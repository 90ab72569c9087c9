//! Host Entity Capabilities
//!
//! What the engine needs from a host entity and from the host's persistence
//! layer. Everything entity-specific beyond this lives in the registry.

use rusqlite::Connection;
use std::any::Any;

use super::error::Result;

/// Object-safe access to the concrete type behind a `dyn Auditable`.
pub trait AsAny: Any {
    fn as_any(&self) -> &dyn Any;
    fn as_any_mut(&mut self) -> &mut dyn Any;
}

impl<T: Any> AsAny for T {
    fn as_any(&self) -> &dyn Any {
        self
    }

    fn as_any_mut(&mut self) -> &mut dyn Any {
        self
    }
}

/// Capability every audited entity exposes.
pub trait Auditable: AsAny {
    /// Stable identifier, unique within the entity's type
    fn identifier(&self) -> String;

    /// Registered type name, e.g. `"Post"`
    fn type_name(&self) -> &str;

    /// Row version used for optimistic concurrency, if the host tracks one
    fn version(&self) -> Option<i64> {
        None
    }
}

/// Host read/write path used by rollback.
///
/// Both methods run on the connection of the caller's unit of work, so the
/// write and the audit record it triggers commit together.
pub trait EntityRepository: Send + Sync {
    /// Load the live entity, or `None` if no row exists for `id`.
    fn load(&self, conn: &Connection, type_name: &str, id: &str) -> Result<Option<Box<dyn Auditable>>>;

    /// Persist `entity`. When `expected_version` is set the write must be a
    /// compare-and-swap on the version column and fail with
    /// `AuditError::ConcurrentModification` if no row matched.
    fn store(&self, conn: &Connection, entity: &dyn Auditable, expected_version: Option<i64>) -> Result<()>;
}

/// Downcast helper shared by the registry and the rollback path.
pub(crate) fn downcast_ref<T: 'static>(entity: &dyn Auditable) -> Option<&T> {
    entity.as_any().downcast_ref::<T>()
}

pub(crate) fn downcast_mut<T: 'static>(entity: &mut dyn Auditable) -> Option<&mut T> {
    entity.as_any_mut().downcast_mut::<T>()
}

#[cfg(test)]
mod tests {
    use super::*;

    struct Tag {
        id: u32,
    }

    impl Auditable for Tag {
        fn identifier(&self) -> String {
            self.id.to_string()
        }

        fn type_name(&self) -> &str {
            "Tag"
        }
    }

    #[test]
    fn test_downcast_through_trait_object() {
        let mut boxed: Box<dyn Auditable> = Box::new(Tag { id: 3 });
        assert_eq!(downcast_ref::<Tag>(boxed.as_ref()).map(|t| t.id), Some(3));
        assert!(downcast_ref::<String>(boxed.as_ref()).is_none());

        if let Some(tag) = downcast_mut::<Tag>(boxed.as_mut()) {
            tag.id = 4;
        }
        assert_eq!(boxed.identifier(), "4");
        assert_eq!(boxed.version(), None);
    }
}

━━━━

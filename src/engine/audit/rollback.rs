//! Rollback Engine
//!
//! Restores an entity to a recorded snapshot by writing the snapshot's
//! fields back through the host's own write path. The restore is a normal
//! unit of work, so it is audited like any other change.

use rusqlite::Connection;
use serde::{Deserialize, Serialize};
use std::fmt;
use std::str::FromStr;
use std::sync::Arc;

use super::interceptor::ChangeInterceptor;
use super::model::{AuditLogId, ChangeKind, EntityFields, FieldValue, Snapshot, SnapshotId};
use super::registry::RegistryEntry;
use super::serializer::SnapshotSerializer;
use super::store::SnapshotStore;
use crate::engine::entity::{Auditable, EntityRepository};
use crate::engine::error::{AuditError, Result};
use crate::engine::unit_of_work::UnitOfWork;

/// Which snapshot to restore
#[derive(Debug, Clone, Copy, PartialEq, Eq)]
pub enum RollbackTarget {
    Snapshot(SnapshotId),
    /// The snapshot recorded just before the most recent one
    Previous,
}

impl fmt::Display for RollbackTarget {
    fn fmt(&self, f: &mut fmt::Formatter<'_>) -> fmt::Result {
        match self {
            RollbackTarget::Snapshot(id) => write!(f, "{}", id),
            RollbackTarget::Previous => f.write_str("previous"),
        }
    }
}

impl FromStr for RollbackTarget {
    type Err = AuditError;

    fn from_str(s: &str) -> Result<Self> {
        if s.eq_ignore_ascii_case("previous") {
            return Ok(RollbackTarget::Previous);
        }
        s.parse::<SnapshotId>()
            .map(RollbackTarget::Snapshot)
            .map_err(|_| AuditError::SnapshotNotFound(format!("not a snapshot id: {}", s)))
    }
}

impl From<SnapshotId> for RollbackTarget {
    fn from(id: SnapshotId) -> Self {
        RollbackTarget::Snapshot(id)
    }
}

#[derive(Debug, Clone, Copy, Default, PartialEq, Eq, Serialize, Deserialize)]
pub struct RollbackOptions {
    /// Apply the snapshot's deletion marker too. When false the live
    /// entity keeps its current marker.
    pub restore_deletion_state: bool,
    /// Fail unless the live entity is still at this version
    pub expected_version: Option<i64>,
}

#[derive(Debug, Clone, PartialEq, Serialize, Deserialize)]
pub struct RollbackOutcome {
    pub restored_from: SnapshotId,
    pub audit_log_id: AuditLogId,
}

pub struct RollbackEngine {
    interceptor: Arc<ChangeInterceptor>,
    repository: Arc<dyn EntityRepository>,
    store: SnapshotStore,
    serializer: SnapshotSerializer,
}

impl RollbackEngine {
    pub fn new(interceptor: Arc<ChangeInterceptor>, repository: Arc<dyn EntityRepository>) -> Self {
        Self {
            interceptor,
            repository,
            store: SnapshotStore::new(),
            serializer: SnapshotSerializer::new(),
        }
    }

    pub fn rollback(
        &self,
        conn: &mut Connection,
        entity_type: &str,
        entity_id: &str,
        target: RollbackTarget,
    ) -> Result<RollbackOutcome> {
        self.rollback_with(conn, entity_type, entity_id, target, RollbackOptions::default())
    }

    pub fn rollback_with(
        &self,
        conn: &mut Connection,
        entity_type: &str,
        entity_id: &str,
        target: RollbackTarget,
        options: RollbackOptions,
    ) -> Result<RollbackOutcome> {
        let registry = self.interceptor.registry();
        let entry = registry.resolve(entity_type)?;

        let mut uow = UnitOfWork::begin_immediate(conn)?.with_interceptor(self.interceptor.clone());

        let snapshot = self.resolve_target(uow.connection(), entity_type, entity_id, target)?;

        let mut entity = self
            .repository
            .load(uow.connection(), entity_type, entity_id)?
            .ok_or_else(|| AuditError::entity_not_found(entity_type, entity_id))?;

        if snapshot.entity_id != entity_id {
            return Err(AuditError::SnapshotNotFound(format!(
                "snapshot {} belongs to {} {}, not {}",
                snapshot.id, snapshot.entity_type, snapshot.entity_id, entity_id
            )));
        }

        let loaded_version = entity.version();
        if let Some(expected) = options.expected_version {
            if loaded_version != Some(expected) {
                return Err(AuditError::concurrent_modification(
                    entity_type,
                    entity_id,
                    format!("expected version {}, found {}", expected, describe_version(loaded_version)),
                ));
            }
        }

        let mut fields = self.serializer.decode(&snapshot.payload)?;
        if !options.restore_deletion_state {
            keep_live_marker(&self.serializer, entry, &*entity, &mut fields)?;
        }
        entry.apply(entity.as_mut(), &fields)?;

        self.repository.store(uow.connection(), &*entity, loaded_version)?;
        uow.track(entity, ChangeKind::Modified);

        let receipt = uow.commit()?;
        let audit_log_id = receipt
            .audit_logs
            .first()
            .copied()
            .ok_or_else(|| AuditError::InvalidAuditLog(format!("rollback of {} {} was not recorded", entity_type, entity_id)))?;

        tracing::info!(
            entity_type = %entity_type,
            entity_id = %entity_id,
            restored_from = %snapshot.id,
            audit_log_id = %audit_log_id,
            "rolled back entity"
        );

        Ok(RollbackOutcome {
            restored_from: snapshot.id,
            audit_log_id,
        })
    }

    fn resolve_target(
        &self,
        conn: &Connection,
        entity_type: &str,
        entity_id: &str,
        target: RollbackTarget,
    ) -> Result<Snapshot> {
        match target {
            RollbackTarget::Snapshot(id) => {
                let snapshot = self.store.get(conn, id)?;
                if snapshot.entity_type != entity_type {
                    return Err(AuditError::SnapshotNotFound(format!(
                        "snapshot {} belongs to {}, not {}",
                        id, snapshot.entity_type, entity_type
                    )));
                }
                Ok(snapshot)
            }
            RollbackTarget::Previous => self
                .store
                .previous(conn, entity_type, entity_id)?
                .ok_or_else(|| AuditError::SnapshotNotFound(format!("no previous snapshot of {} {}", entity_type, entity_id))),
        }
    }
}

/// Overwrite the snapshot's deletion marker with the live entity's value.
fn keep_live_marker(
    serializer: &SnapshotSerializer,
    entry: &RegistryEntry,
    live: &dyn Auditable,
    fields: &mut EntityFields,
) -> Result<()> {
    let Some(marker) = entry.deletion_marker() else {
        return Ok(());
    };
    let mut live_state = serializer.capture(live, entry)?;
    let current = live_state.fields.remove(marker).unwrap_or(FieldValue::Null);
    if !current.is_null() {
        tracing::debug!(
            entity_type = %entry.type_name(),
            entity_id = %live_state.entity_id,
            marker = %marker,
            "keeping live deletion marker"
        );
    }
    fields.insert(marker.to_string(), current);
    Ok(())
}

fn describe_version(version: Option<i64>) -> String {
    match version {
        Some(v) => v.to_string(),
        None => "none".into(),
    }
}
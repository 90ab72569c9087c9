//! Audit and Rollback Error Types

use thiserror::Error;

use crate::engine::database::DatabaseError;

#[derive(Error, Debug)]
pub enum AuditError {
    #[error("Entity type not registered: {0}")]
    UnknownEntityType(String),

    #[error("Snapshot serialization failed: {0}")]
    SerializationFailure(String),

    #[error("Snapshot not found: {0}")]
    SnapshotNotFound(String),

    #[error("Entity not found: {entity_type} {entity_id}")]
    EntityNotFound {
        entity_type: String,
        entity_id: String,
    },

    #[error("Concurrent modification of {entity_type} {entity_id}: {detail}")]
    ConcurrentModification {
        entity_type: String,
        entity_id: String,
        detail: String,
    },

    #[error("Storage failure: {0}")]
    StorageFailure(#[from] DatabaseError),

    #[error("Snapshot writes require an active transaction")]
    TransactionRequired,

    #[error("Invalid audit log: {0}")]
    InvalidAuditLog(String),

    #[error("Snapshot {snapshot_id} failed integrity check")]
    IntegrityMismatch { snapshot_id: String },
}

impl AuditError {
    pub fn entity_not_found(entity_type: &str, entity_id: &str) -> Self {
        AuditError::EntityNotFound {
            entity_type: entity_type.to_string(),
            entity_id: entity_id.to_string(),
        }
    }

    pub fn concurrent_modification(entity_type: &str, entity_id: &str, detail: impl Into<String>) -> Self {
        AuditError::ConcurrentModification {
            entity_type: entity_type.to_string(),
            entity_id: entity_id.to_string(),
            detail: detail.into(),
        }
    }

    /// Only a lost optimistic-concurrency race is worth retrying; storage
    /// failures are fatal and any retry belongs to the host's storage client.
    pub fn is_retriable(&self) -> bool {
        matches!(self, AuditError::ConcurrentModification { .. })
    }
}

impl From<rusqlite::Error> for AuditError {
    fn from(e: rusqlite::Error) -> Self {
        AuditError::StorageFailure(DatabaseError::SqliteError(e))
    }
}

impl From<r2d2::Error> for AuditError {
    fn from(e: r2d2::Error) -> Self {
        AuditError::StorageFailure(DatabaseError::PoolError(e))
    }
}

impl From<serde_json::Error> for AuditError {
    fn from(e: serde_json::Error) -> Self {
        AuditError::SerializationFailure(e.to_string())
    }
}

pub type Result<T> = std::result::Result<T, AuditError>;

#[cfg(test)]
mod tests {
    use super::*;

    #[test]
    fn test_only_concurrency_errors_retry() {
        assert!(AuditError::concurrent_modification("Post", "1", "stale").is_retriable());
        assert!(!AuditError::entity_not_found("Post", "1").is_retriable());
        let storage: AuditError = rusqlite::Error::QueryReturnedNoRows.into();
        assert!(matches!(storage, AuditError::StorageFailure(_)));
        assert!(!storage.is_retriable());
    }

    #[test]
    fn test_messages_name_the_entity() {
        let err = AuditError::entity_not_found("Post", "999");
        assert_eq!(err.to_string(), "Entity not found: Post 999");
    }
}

━━━━

→ Activity
Report the number of lines in the entries above that include the word "SerializationFailure" and add nothing to it.

→ Answer space
2